Nothing in the records may change. Print them all again.

--- START ---

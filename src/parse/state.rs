//! `State` (spec §4.D): the parser's cheaply-clonable cursor. Carries the
//! lexer, a one-token lookahead, the current declaration-space parent, a
//! flag set, and a sticky `hasError` bit.

use crate::ast::DeclSpaceId;
use crate::lex::{Lexer, Token, TokenKind};
use crate::source::SourceRange;

/// The context flags a production may be parsed under. Saved/restored
/// alongside the rest of `State` so that entering a nested body (a function
/// or type's braces) and leaving it is just a save/mutate/restore.
#[derive(Debug, Clone, Copy, Default, PartialEq, Eq)]
pub struct Flags {
    pub parsing_top_level: bool,
    pub parsing_prod_body: bool,
    pub parsing_view_body: bool,
    pub parsing_extn_body: bool,
    pub parsing_fun_body: bool,
    pub parsing_loop_body: bool,
}

/// Used exclusively for local backtracking within one production (spec §7);
/// never propagates out of the parser. Carries the diagnostic that should be
/// reported if the caller decides not to retry some alternative.
#[derive(Debug, Clone)]
pub struct ParseError {
    pub message: String,
    pub range: SourceRange,
}

impl ParseError {
    pub fn new(message: impl Into<String>, range: SourceRange) -> Self {
        Self {
            message: message.into(),
            range,
        }
    }
}

pub type PResult<T> = Result<T, ParseError>;

#[derive(Debug, Clone)]
pub struct State<'src> {
    lexer: Lexer<'src>,
    lookahead: Option<Token>,
    pub space: DeclSpaceId,
    pub flags: Flags,
    pub has_error: bool,
    eof: SourceRange,
}

impl<'src> State<'src> {
    pub fn new(mut lexer: Lexer<'src>, root_space: DeclSpaceId, eof: SourceRange) -> Self {
        let lookahead = lexer.next_token();
        Self {
            lexer,
            lookahead,
            space: root_space,
            flags: Flags::default(),
            has_error: false,
            eof,
        }
    }

    pub fn set_trace(&mut self, trace: crate::lex::TraceLevel) {
        self.lexer.set_trace(trace);
    }

    fn bump(&mut self) {
        self.lookahead = self.lexer.next_token();
    }

    pub fn peek(&self) -> Option<&Token> {
        self.lookahead.as_ref()
    }

    pub fn peek_kind(&self) -> Option<&TokenKind> {
        self.lookahead.as_ref().map(|t| &t.kind)
    }

    /// Unconditionally consume and return the current lookahead.
    pub fn take(&mut self) -> Option<Token> {
        let tok = self.lookahead.take();
        self.bump();
        tok
    }

    /// Consume the lookahead iff its kind satisfies `predicate`.
    pub fn take_if(&mut self, predicate: impl FnOnce(&TokenKind) -> bool) -> Option<Token> {
        if self.lookahead.as_ref().is_some_and(|t| predicate(&t.kind)) {
            self.take()
        } else {
            None
        }
    }

    /// Consume the lookahead iff it is exactly `kind`.
    pub fn take_kind(&mut self, kind: &TokenKind) -> Option<Token> {
        self.take_if(|k| k == kind)
    }

    pub fn skip_while(&mut self, mut predicate: impl FnMut(&TokenKind) -> bool) {
        while self.lookahead.as_ref().is_some_and(|t| predicate(&t.kind)) {
            self.take();
        }
    }

    /// The next token's range, or the file's EOF range if input is
    /// exhausted (spec §4.D `errorRange`).
    pub fn error_range(&self) -> SourceRange {
        self.lookahead.as_ref().map(|t| t.range).unwrap_or(self.eof)
    }

    pub fn save(&self) -> Self {
        self.clone()
    }

    pub fn restore(&mut self, saved: Self) {
        *self = saved;
    }

    /// `takeOperator`'s subtle contract (spec §4.D): a leading `lAngle`/
    /// `rAngle` may start an operator and is glued with the next token iff
    /// the two are textually contiguous (this token's end equals the next
    /// token's start). This is how `>>`, `<=`, etc. are lexed without
    /// ambiguity against generic brackets, which the lexer always emits as
    /// single-character tokens.
    pub fn take_operator(&mut self, including_assign: bool) -> Option<(String, SourceRange)> {
        let first_text = match self.peek_kind()? {
            TokenKind::Assign if !including_assign => return None,
            other => other.operator_text()?.to_string(),
        };
        let first = self.take().unwrap();
        let mut text = first_text;
        let mut last_range = first.range;

        loop {
            let glue = match self.peek() {
                Some(tok) if tok.range.start == last_range.end => match &tok.kind {
                    TokenKind::Assign if !including_assign => None,
                    other => other.operator_text().map(|s| s.to_string()),
                },
                _ => None,
            };
            match glue {
                Some(piece) => {
                    let tok = self.take().unwrap();
                    last_range = tok.range;
                    text.push_str(&piece);
                }
                None => break,
            }
        }

        Some((text, first.range.join(&last_range)))
    }

    pub fn peek_is_name(&self) -> bool {
        matches!(self.peek_kind(), Some(TokenKind::Name(_)))
    }

    /// Whether the lookahead token starts on the same line the previous
    /// token ended on. Drives the same-line-as-LHS rule shared by call
    /// arguments and identifier-as-infix (spec §4.D steps 2–3).
    pub fn next_is_same_line(&self) -> bool {
        self.lookahead.as_ref().is_some_and(|t| !t.newline_before)
    }
}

--- END ---

EXPECTED ANSWER -
filename src/parse/state.rs
//! `State` (spec §4.D): the parser's cheaply-clonable cursor. Carries the
//! lexer, a one-token lookahead, the current declaration-space parent, a
//! flag set, and a sticky `hasError` bit.

use crate::ast::DeclSpaceId;
use crate::lex::{Lexer, Token, TokenKind};
use crate::source::SourceRange;

/// The context flags a production may be parsed under. Saved/restored
/// alongside the rest of `State` so that entering a nested body (a function
/// or type's braces) and leaving it is just a save/mutate/restore.
#[derive(Debug, Clone, Copy, Default, PartialEq, Eq)]
pub struct Flags {
    pub parsing_top_level: bool,
    pub parsing_prod_body: bool,
    pub parsing_view_body: bool,
    pub parsing_extn_body: bool,
    pub parsing_fun_body: bool,
    pub parsing_loop_body: bool,
}

/// Used exclusively for local backtracking within one production (spec §7);
/// never propagates out of the parser. Carries the diagnostic that should be
/// reported if the caller decides not to retry some alternative.
#[derive(Debug, Clone)]
pub struct ParseError {
    pub message: String,
    pub range: SourceRange,
}

impl ParseError {
    pub fn new(message: impl Into<String>, range: SourceRange) -> Self {
        Self {
            message: message.into(),
            range,
        }
    }
}

pub type PResult<T> = Result<T, ParseError>;

#[derive(Debug, Clone)]
pub struct State<'src> {
    lexer: Lexer<'src>,
    lookahead: Option<Token>,
    pub space: DeclSpaceId,
    pub flags: Flags,
    pub has_error: bool,
    eof: SourceRange,
}

impl<'src> State<'src> {
    pub fn new(mut lexer: Lexer<'src>, root_space: DeclSpaceId, eof: SourceRange) -> Self {
        let lookahead = lexer.next_token();
        Self {
            lexer,
            lookahead,
            space: root_space,
            flags: Flags::default(),
            has_error: false,
            eof,
        }
    }

    pub fn set_trace(&mut self, trace: crate::lex::TraceLevel) {
        self.lexer.set_trace(trace);
    }

    fn bump(&mut self) {
        self.lookahead = self.lexer.next_token();
    }

    pub fn peek(&self) -> Option<&Token> {
        self.lookahead.as_ref()
    }

    pub fn peek_kind(&self) -> Option<&TokenKind> {
        self.lookahead.as_ref().map(|t| &t.kind)
    }

    /// Unconditionally consume and return the current lookahead.
    pub fn take(&mut self) -> Option<Token> {
        let tok = self.lookahead.take();
        self.bump();
        tok
    }

    /// Consume the lookahead iff its kind satisfies `predicate`.
    pub fn take_if(&mut self, predicate: impl FnOnce(&TokenKind) -> bool) -> Option<Token> {
        if self.lookahead.as_ref().is_some_and(|t| predicate(&t.kind)) {
            self.take()
        } else {
            None
        }
    }

    /// Consume the lookahead iff it is exactly `kind`.
    pub fn take_kind(&mut self, kind: &TokenKind) -> Option<Token> {
        self.take_if(|k| k == kind)
    }

    pub fn skip_while(&mut self, mut predicate: impl FnMut(&TokenKind) -> bool) {
        while self.lookahead.as_ref().is_some_and(|t| predicate(&t.kind)) {
            self.take();
        }
    }

    /// The next token's range, or the file's EOF range if input is
    /// exhausted (spec §4.D `errorRange`).
    pub fn error_range(&self) -> SourceRange {
        self.lookahead.as_ref().map(|t| t.range).unwrap_or(self.eof)
    }

    pub fn save(&self) -> Self {
        self.clone()
    }

    pub fn restore(&mut self, saved: Self) {
        *self = saved;
    }

    /// `takeOperator`'s subtle contract (spec §4.D): a leading `lAngle`/
    /// `rAngle` may start an operator and is glued with the next token iff
    /// the two are textually contiguous (this token's end equals the next
    /// token's start). This is how `>>`, `<=`, etc. are lexed without
    /// ambiguity against generic brackets, which the lexer always emits as
    /// single-character tokens.
    pub fn take_operator(&mut self, including_assign: bool) -> Option<(String, SourceRange)> {
        let first_text = match self.peek_kind()? {
            TokenKind::Assign if !including_assign => return None,
            other => other.operator_text()?.to_string(),
        };
        let first = self.take().unwrap();
        let mut text = first_text;
        let mut last_range = first.range;

        loop {
            let glue = match self.peek() {
                Some(tok) if tok.range.start == last_range.end => match &tok.kind {
                    TokenKind::Assign if !including_assign => None,
                    other => other.operator_text().map(|s| s.to_string()),
                },
                _ => None,
            };
            match glue {
                Some(piece) => {
                    let tok = self.take().unwrap();
                    last_range = tok.range;
                    text.push_str(&piece);
                }
                None => break,
            }
        }

        Some((text, first.range.join(&last_range)))
    }

    pub fn peek_is_name(&self) -> bool {
        matches!(self.peek_kind(), Some(TokenKind::Name(_)))
    }

    /// Whether the lookahead token starts on the same line the previous
    /// token ended on. Drives the same-line-as-LHS rule shared by call
    /// arguments and identifier-as-infix (spec §4.D steps 2–3).
    pub fn next_is_same_line(&self) -> bool {
        self.lookahead.as_ref().is_some_and(|t| !t.newline_before)
    }
}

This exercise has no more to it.